*Input data*

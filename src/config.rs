use serde::{Deserialize, Serialize};

/// Tuning knobs for the controller, read from the `controller` section
/// of the configuration document. Keeps lifecycle and back-pressure
/// knobs small and explicit; a missing section means all defaults.
#[derive(Debug, Clone, Default, Deserialize, Serialize)]
pub struct ControllerConfig {
    /// Capacity of the state-report FIFO fed by subscription
    /// callbacks (`None` = 100).
    pub state_fifo_capacity: Option<usize>,

    /// How long lifecycle calls wait for the active-component quorum,
    /// in milliseconds (`None` = 5000).
    pub quorum_timeout_ms: Option<u64>,

    /// How long `basic_init` waits for every component to report
    /// `Created`, in milliseconds (`None` = 5000).
    pub init_timeout_ms: Option<u64>,

    /// How long `terminate` waits for components to reach `Exiting`,
    /// in milliseconds (`None` = 5000).
    pub stop_timeout_ms: Option<u64>,
}
pub use crate::component::{
    BaseComponent, ComponentEvent, ComponentFactory, ComponentState, ParseLifecycleError,
    WorkerComponent,
};
pub use crate::config::ControllerConfig;
pub use crate::control::{
    ComponentSnapshot, Controller, ControllerEvent, ControllerState, ControllerStatus,
    StateSnapshot,
};
pub use crate::error::{ControllerError, ControllerResult, PutError, PutFailReason};
pub use crate::fsm::{Fsm, Transition};
pub use crate::io::SemFifo;
pub use crate::keymaster::{Keymaster, KeymasterError, KeymasterServer, SubscriptionId};
pub use crate::utils::logger::{LogRotation, LoggerConfig};
pub use crate::utils::{HealthFlag, StateCell};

*Task item*
Repeat every record above. Each one must match exactly.

*Output below*
filename src/config.rs
use serde::{Deserialize, Serialize};

/// Tuning knobs for the controller, read from the `controller` section
/// of the configuration document. Keeps lifecycle and back-pressure
/// knobs small and explicit; a missing section means all defaults.
#[derive(Debug, Clone, Default, Deserialize, Serialize)]
pub struct ControllerConfig {
    /// Capacity of the state-report FIFO fed by subscription
    /// callbacks (`None` = 100).
    pub state_fifo_capacity: Option<usize>,

    /// How long lifecycle calls wait for the active-component quorum,
    /// in milliseconds (`None` = 5000).
    pub quorum_timeout_ms: Option<u64>,

    /// How long `basic_init` waits for every component to report
    /// `Created`, in milliseconds (`None` = 5000).
    pub init_timeout_ms: Option<u64>,

    /// How long `terminate` waits for components to reach `Exiting`,
    /// in milliseconds (`None` = 5000).
    pub stop_timeout_ms: Option<u64>,
}
pub use crate::component::{
    BaseComponent, ComponentEvent, ComponentFactory, ComponentState, ParseLifecycleError,
    WorkerComponent,
};
pub use crate::config::ControllerConfig;
pub use crate::control::{
    ComponentSnapshot, Controller, ControllerEvent, ControllerState, ControllerStatus,
    StateSnapshot,
};
pub use crate::error::{ControllerError, ControllerResult, PutError, PutFailReason};
pub use crate::fsm::{Fsm, Transition};
pub use crate::io::SemFifo;
pub use crate::keymaster::{Keymaster, KeymasterError, KeymasterServer, SubscriptionId};
pub use crate::utils::logger::{LogRotation, LoggerConfig};
pub use crate::utils::{HealthFlag, StateCell};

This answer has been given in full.